Top of Exercise data

/// Number of leading characters of a secret that may appear in logs
const REDACTED_PREFIX_LEN: usize = 8;

/// Render a secret (session handle, bearer token, cache key) for logs.
/// Only a short prefix is kept so log lines can still be correlated.
pub fn redact(secret: &str) -> String {
    let prefix: String = secret.chars().take(REDACTED_PREFIX_LEN).collect();
    format!("{}...", prefix)
}

/// Truncate a response body so error messages stay readable,
/// noting how large the original body was.
pub fn truncate_body(body: &str, max_len: usize) -> String {
    if body.len() <= max_len {
        return body.to_string();
    }
    let mut end = max_len;
    while !body.is_char_boundary(end) {
        end -= 1;
    }
    format!("{}... (truncated, {} total bytes)", &body[..end], body.len())
}

#[cfg(test)]
mod tests {
    use super::*;

    #[test]
    fn test_redact_keeps_prefix_only() {
        assert_eq!(
            redact("3f2a9c1e-0000-4000-8000-123456789abc"),
            "3f2a9c1e..."
        );
        assert_eq!(redact("abc"), "abc...");
    }

    #[test]
    fn test_truncate_body_respects_char_boundaries() {
        let body = "é".repeat(10); // 20 bytes
        let truncated = truncate_body(&body, 5);
        assert!(truncated.starts_with("éé..."));
        assert!(truncated.ends_with("(truncated, 20 total bytes)"));
        assert_eq!(truncate_body("short", 500), "short");
    }
}
//! Credential resolution with per-key coalescing of broker exchanges.
//!
//! `CredentialResolver` answers "give me a usable bearer credential for this
//! session" from the store when it can and from the broker when it must. For a
//! given key at most one broker exchange is in flight: later callers join the
//! pending exchange instead of starting their own.
//!
//! The exchange runs as its own task, so a caller that gives up waiting does
//! not cancel it for the others, and its result still lands in the store.

use std::collections::HashMap;
use std::sync::{Arc, Mutex, MutexGuard, PoisonError};

use futures::future::{BoxFuture, FutureExt, Shared};
use tracing::{debug, info, warn};

use super::{BrokerError, CacheKey, Credential, SessionHandle, TokenBroker};
use crate::cache::CredentialStore;

type Exchange = Shared<BoxFuture<'static, Result<Credential, BrokerError>>>;
type Registry = Arc<Mutex<HashMap<CacheKey, Exchange>>>;

enum Lookup {
    Cached(Credential),
    Pending(Exchange),
}

/// Removes a finished exchange from the registry when dropped
struct Deregister {
    registry: Registry,
    key: CacheKey,
}

impl Drop for Deregister {
    fn drop(&mut self) {
        lock(&self.registry).remove(&self.key);
    }
}

pub struct CredentialResolver {
    store: Arc<CredentialStore>,
    broker: Arc<dyn TokenBroker>,
    provider: String,
    in_flight: Registry,
}

fn lock(registry: &Registry) -> MutexGuard<'_, HashMap<CacheKey, Exchange>> {
    // The map is only ever touched in short, non-panicking sections
    registry.lock().unwrap_or_else(PoisonError::into_inner)
}

impl CredentialResolver {
    pub fn new(
        store: Arc<CredentialStore>,
        broker: Arc<dyn TokenBroker>,
        provider: impl Into<String>,
    ) -> Self {
        Self {
            store,
            broker,
            provider: provider.into(),
            in_flight: Arc::new(Mutex::new(HashMap::new())),
        }
    }

    pub fn store(&self) -> &Arc<CredentialStore> {
        &self.store
    }

    pub fn key_for(&self, session: &SessionHandle) -> CacheKey {
        CacheKey::derive(&self.provider, session)
    }

    /// Number of broker exchanges currently running
    pub fn pending_exchanges(&self) -> usize {
        lock(&self.in_flight).len()
    }

    /// A usable credential for `session`: cached if possible, else exchanged.
    /// Broker failures are returned unchanged.
    pub async fn resolve(&self, session: &SessionHandle) -> Result<Credential, BrokerError> {
        let key = self.key_for(session);
        if let Some(credential) = self.store.get(&key) {
            return Ok(credential);
        }
        self.resolve_uncached(&key, session).await
    }

    /// Drop the cached credential for `session`, then resolve again.
    /// Used after the upstream API rejected the cached credential.
    pub async fn force_refresh(&self, session: &SessionHandle) -> Result<Credential, BrokerError> {
        let key = self.key_for(session);
        info!(session = %session.redacted(), "Forcing credential refresh");
        if let Err(e) = self.store.invalidate(&key) {
            warn!(key = %key.short(), error = %e, "Failed to invalidate cached credential");
        }
        self.resolve_uncached(&key, session).await
    }

    async fn resolve_uncached(
        &self,
        key: &CacheKey,
        session: &SessionHandle,
    ) -> Result<Credential, BrokerError> {
        match self.join_or_start(key, session) {
            Lookup::Cached(credential) => Ok(credential),
            Lookup::Pending(exchange) => exchange.await,
        }
    }

    fn join_or_start(&self, key: &CacheKey, session: &SessionHandle) -> Lookup {
        let mut in_flight = lock(&self.in_flight);
        if let Some(existing) = in_flight.get(key) {
            debug!(key = %key.short(), "Joining in-flight broker exchange");
            return Lookup::Pending(existing.clone());
        }

        // An exchange may have finished between the caller's cache check and
        // taking the lock; its result is in the store by now.
        if let Some(credential) = self.store.get(key) {
            return Lookup::Cached(credential);
        }

        debug!(key = %key.short(), "Starting broker exchange");
        let broker = Arc::clone(&self.broker);
        let store = Arc::clone(&self.store);
        let registry = Arc::clone(&self.in_flight);
        let task_key = key.clone();
        let session = session.clone();

        // The task cannot deregister itself until this lock is released,
        // so the insert below always happens first.
        let task = tokio::spawn(async move {
            // Deregisters on every exit, including a panicking broker
            let _pending = Deregister {
                registry,
                key: task_key.clone(),
            };
            let result = broker.exchange(&session).await;
            if let Ok(ref credential) = result {
                if let Err(e) = store.put(&task_key, credential) {
                    warn!(key = %task_key.short(), error = %e, "Failed to persist credential");
                }
            }
            result
        });

        let exchange: Exchange = async move {
            task.await.unwrap_or_else(|e| {
                Err(BrokerError::TransientUnavailable(format!(
                    "broker exchange task failed: {}",
                    e
                )))
            })
        }
        .boxed()
        .shared();

        in_flight.insert(key.clone(), exchange.clone());
        Lookup::Pending(exchange)
    }
}

#[cfg(test)]
mod tests {
    use super::*;
    use std::sync::atomic::{AtomicUsize, Ordering};

    use async_trait::async_trait;
    use chrono::{Duration, Utc};
    use tokio::sync::Notify;

    /// Broker that counts exchanges and can be held open until released
    struct CountingBroker {
        calls: AtomicUsize,
        gate: Option<Arc<Notify>>,
        outcome: Result<(), BrokerError>,
        lifetime: Duration,
        panic_first: bool,
    }

    impl CountingBroker {
        fn ok() -> Self {
            Self {
                calls: AtomicUsize::new(0),
                gate: None,
                outcome: Ok(()),
                lifetime: Duration::hours(1),
                panic_first: false,
            }
        }

        fn calls(&self) -> usize {
            self.calls.load(Ordering::SeqCst)
        }
    }

    #[async_trait]
    impl TokenBroker for CountingBroker {
        async fn exchange(&self, session: &SessionHandle) -> Result<Credential, BrokerError> {
            let n = self.calls.fetch_add(1, Ordering::SeqCst) + 1;
            if let Some(ref gate) = self.gate {
                gate.notified().await;
            }
            if self.panic_first && n == 1 {
                panic!("broker blew up");
            }
            self.outcome.clone()?;
            Ok(Credential::new(
                format!("bearer-{}-{}", session.expose(), n),
                Utc::now() + self.lifetime,
                "microsoft_graph",
            ))
        }
    }

    fn resolver_with(broker: Arc<CountingBroker>, dir: &std::path::Path) -> CredentialResolver {
        let store = CredentialStore::open(dir, Duration::minutes(5)).unwrap();
        CredentialResolver::new(Arc::new(store), broker, "microsoft_graph")
    }

    #[tokio::test]
    async fn test_second_resolve_is_served_from_cache() {
        let dir = tempfile::tempdir().unwrap();
        let broker = Arc::new(CountingBroker::ok());
        let resolver = resolver_with(Arc::clone(&broker), dir.path());
        let session = SessionHandle::new("S1");

        let first = resolver.resolve(&session).await.unwrap();
        let second = resolver.resolve(&session).await.unwrap();
        assert_eq!(first.secret(), second.secret());
        assert_eq!(broker.calls(), 1);
    }

    #[tokio::test]
    async fn test_expired_entry_triggers_exactly_one_exchange() {
        let dir = tempfile::tempdir().unwrap();
        let broker = Arc::new(CountingBroker::ok());
        let resolver = resolver_with(Arc::clone(&broker), dir.path());
        let session = SessionHandle::new("S1");
        let key = resolver.key_for(&session);
        // Inside the 5 minute margin
        resolver
            .store()
            .put(&key, &Credential::new("stale", Utc::now() + Duration::minutes(2), "microsoft_graph"))
            .unwrap();

        let credential = resolver.resolve(&session).await.unwrap();
        assert_eq!(credential.secret(), "bearer-S1-1");
        assert_eq!(broker.calls(), 1);
    }

    #[tokio::test]
    async fn test_concurrent_resolves_share_one_exchange() {
        let dir = tempfile::tempdir().unwrap();
        let gate = Arc::new(Notify::new());
        let broker = Arc::new(CountingBroker {
            gate: Some(Arc::clone(&gate)),
            ..CountingBroker::ok()
        });
        let resolver = Arc::new(resolver_with(Arc::clone(&broker), dir.path()));
        let session = SessionHandle::new("S1");

        let mut handles = Vec::new();
        for _ in 0..8 {
            let resolver = Arc::clone(&resolver);
            let session = session.clone();
            handles.push(tokio::spawn(async move { resolver.resolve(&session).await }));
        }
        while broker.calls() == 0 {
            tokio::task::yield_now().await;
        }
        // Let the waiters pile up on the pending exchange before releasing it
        for _ in 0..50 {
            tokio::task::yield_now().await;
        }
        gate.notify_one();

        for handle in handles {
            let credential = handle.await.unwrap().unwrap();
            assert_eq!(credential.secret(), "bearer-S1-1");
        }
        assert_eq!(broker.calls(), 1);
        assert_eq!(resolver.pending_exchanges(), 0);
    }

    #[tokio::test]
    async fn test_different_keys_are_not_serialized() {
        let dir = tempfile::tempdir().unwrap();
        let gate = Arc::new(Notify::new());
        let broker = Arc::new(CountingBroker {
            gate: Some(Arc::clone(&gate)),
            ..CountingBroker::ok()
        });
        let resolver = Arc::new(resolver_with(Arc::clone(&broker), dir.path()));

        let a = {
            let resolver = Arc::clone(&resolver);
            tokio::spawn(async move { resolver.resolve(&SessionHandle::new("A")).await })
        };
        let b = {
            let resolver = Arc::clone(&resolver);
            tokio::spawn(async move { resolver.resolve(&SessionHandle::new("B")).await })
        };
        while broker.calls() < 2 {
            tokio::task::yield_now().await;
        }
        assert_eq!(resolver.pending_exchanges(), 2);
        gate.notify_waiters();

        assert!(a.await.unwrap().is_ok());
        assert!(b.await.unwrap().is_ok());
    }

    #[tokio::test]
    async fn test_failure_is_propagated_unchanged_and_not_cached() {
        let dir = tempfile::tempdir().unwrap();
        let broker = Arc::new(CountingBroker {
            outcome: Err(BrokerError::ProviderNotConfigured),
            ..CountingBroker::ok()
        });
        let resolver = resolver_with(Arc::clone(&broker), dir.path());
        let session = SessionHandle::new("S1");

        assert_eq!(
            resolver.resolve(&session).await.unwrap_err(),
            BrokerError::ProviderNotConfigured
        );
        assert!(resolver.store().get(&resolver.key_for(&session)).is_none());
        // Nothing cached, so the next call asks the broker again
        let _ = resolver.resolve(&session).await;
        assert_eq!(broker.calls(), 2);
    }

    #[tokio::test]
    async fn test_force_refresh_replaces_cached_credential() {
        let dir = tempfile::tempdir().unwrap();
        let broker = Arc::new(CountingBroker::ok());
        let resolver = resolver_with(Arc::clone(&broker), dir.path());
        let session = SessionHandle::new("S1");

        let first = resolver.resolve(&session).await.unwrap();
        let refreshed = resolver.force_refresh(&session).await.unwrap();
        assert_ne!(first.secret(), refreshed.secret());
        assert_eq!(broker.calls(), 2);
        assert_eq!(
            resolver.resolve(&session).await.unwrap().secret(),
            refreshed.secret()
        );
    }

    #[tokio::test]
    async fn test_cancelled_waiter_does_not_cancel_exchange() {
        let dir = tempfile::tempdir().unwrap();
        let gate = Arc::new(Notify::new());
        let broker = Arc::new(CountingBroker {
            gate: Some(Arc::clone(&gate)),
            ..CountingBroker::ok()
        });
        let resolver = Arc::new(resolver_with(Arc::clone(&broker), dir.path()));
        let session = SessionHandle::new("S1");

        let abandoned = {
            let resolver = Arc::clone(&resolver);
            let session = session.clone();
            tokio::spawn(async move { resolver.resolve(&session).await })
        };
        while broker.calls() == 0 {
            tokio::task::yield_now().await;
        }
        let waiter = {
            let resolver = Arc::clone(&resolver);
            let session = session.clone();
            tokio::spawn(async move { resolver.resolve(&session).await })
        };
        for _ in 0..50 {
            tokio::task::yield_now().await;
        }
        abandoned.abort();
        gate.notify_one();

        assert_eq!(waiter.await.unwrap().unwrap().secret(), "bearer-S1-1");
        assert_eq!(broker.calls(), 1);
        assert!(resolver.store().get(&resolver.key_for(&session)).is_some());
    }

    #[tokio::test]
    async fn test_panicked_exchange_is_not_left_pending() {
        let dir = tempfile::tempdir().unwrap();
        let broker = Arc::new(CountingBroker {
            panic_first: true,
            ..CountingBroker::ok()
        });
        let resolver = resolver_with(Arc::clone(&broker), dir.path());
        let session = SessionHandle::new("S1");

        let err = resolver.resolve(&session).await.unwrap_err();
        assert!(err.is_transient());
        assert_eq!(resolver.pending_exchanges(), 0);

        // The next call reaches the broker again instead of replaying the failure
        let credential = resolver.resolve(&session).await.unwrap();
        assert_eq!(credential.secret(), "bearer-S1-2");
        assert_eq!(broker.calls(), 2);
    }

    #[tokio::test]
    async fn test_concurrent_force_refresh_shares_one_exchange() {
        let dir = tempfile::tempdir().unwrap();
        let gate = Arc::new(Notify::new());
        let broker = Arc::new(CountingBroker {
            gate: Some(Arc::clone(&gate)),
            ..CountingBroker::ok()
        });
        let resolver = Arc::new(resolver_with(Arc::clone(&broker), dir.path()));
        let session = SessionHandle::new("S1");
        resolver
            .store()
            .put(
                &resolver.key_for(&session),
                &Credential::new("rejected", Utc::now() + Duration::hours(1), "microsoft_graph"),
            )
            .unwrap();

        let refreshes: Vec<_> = (0..2)
            .map(|_| {
                let resolver = Arc::clone(&resolver);
                let session = session.clone();
                tokio::spawn(async move { resolver.force_refresh(&session).await })
            })
            .collect();
        while broker.calls() == 0 {
            tokio::task::yield_now().await;
        }
        for _ in 0..50 {
            tokio::task::yield_now().await;
        }
        assert_eq!(resolver.pending_exchanges(), 1);
        assert_eq!(broker.calls(), 1);
        gate.notify_one();

        for refresh in refreshes {
            assert_eq!(refresh.await.unwrap().unwrap().secret(), "bearer-S1-1");
        }
        assert_eq!(broker.calls(), 1);
        assert_eq!(resolver.resolve(&session).await.unwrap().secret(), "bearer-S1-1");
    }
}
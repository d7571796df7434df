//! Argument checks shared by the operations.

use serde::{Deserialize, Deserializer};
use serde_json::{Map, Value};

use super::OperationError;
use crate::api::SiteLocator;
use crate::auth::SessionHandle;

/// The site an operation targets: exactly one of `site_url` / `site_id`.
#[derive(Debug, Clone, Default, Deserialize)]
pub struct SiteArgs {
    pub site_url: Option<String>,
    pub site_id: Option<String>,
}

impl SiteArgs {
    pub fn locator(&self) -> Result<SiteLocator, OperationError> {
        Ok(SiteLocator::from_args(
            self.site_url.as_deref(),
            self.site_id.as_deref(),
        )?)
    }
}

pub(crate) fn session_handle(token: &str) -> Result<SessionHandle, OperationError> {
    let token = token.trim();
    if token.is_empty() {
        return Err(OperationError::InvalidArguments(
            "session_token must not be empty".to_string(),
        ));
    }
    Ok(SessionHandle::new(token))
}

pub(crate) fn required<'a>(name: &str, value: &'a str) -> Result<&'a str, OperationError> {
    let value = value.trim();
    if value.is_empty() {
        return Err(OperationError::InvalidArguments(format!(
            "{} must not be empty",
            name
        )));
    }
    Ok(value)
}

/// Item ids are numeric strings upstream; accept them as JSON numbers too
pub(crate) fn string_or_number<'de, D: Deserializer<'de>>(deserializer: D) -> Result<String, D::Error> {
    match Value::deserialize(deserializer)? {
        Value::String(s) => Ok(s),
        Value::Number(n) => Ok(n.to_string()),
        other => Err(serde::de::Error::custom(format!(
            "expected a string or number id, got {}",
            other
        ))),
    }
}

/// `fields` must be a JSON object of column name to value
pub(crate) fn field_map(fields: Option<Value>) -> Result<Map<String, Value>, OperationError> {
    match fields {
        Some(Value::Object(map)) => Ok(map),
        Some(_) => Err(OperationError::InvalidArguments(
            "fields must be a JSON object".to_string(),
        )),
        None => Err(OperationError::InvalidArguments(
            "fields is required".to_string(),
        )),
    }
}

#[cfg(test)]
mod tests {
    use super::*;
    use serde_json::json;

    #[test]
    fn test_session_handle_rejects_blank() {
        assert!(session_handle("  ").is_err());
        assert_eq!(session_handle(" S1 ").unwrap().expose(), "S1");
    }

    #[test]
    fn test_field_map() {
        assert_eq!(field_map(Some(json!({"Title": "x"}))).unwrap()["Title"], "x");
        assert!(field_map(Some(json!(["Title"]))).is_err());
        assert!(field_map(None).is_err());
    }

    #[derive(Deserialize)]
    struct Id {
        #[serde(deserialize_with = "string_or_number")]
        id: String,
    }

    #[test]
    fn test_ids_accept_numbers() {
        let id: Id = serde_json::from_value(json!({"id": 42})).unwrap();
        assert_eq!(id.id, "42");
        let id: Id = serde_json::from_value(json!({"id": "42"})).unwrap();
        assert_eq!(id.id, "42");
        assert!(serde_json::from_value::<Id>(json!({"id": true})).is_err());
    }

    #[test]
    fn test_site_args_need_exactly_one() {
        let both = SiteArgs {
            site_url: Some("https://contoso.sharepoint.com/sites/a".into()),
            site_id: Some("abc".into()),
        };
        assert!(matches!(both.locator(), Err(OperationError::InvalidArguments(_))));
        assert!(SiteArgs::default().locator().is_err());
    }
}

Bottom of Exercise data

What to do: The word "Ordering" appears in some of the lines above. Copy those lines.

Solution to this task:
    use std::sync::atomic::{AtomicUsize, Ordering};
            self.calls.load(Ordering::SeqCst)
            let n = self.calls.fetch_add(1, Ordering::SeqCst) + 1;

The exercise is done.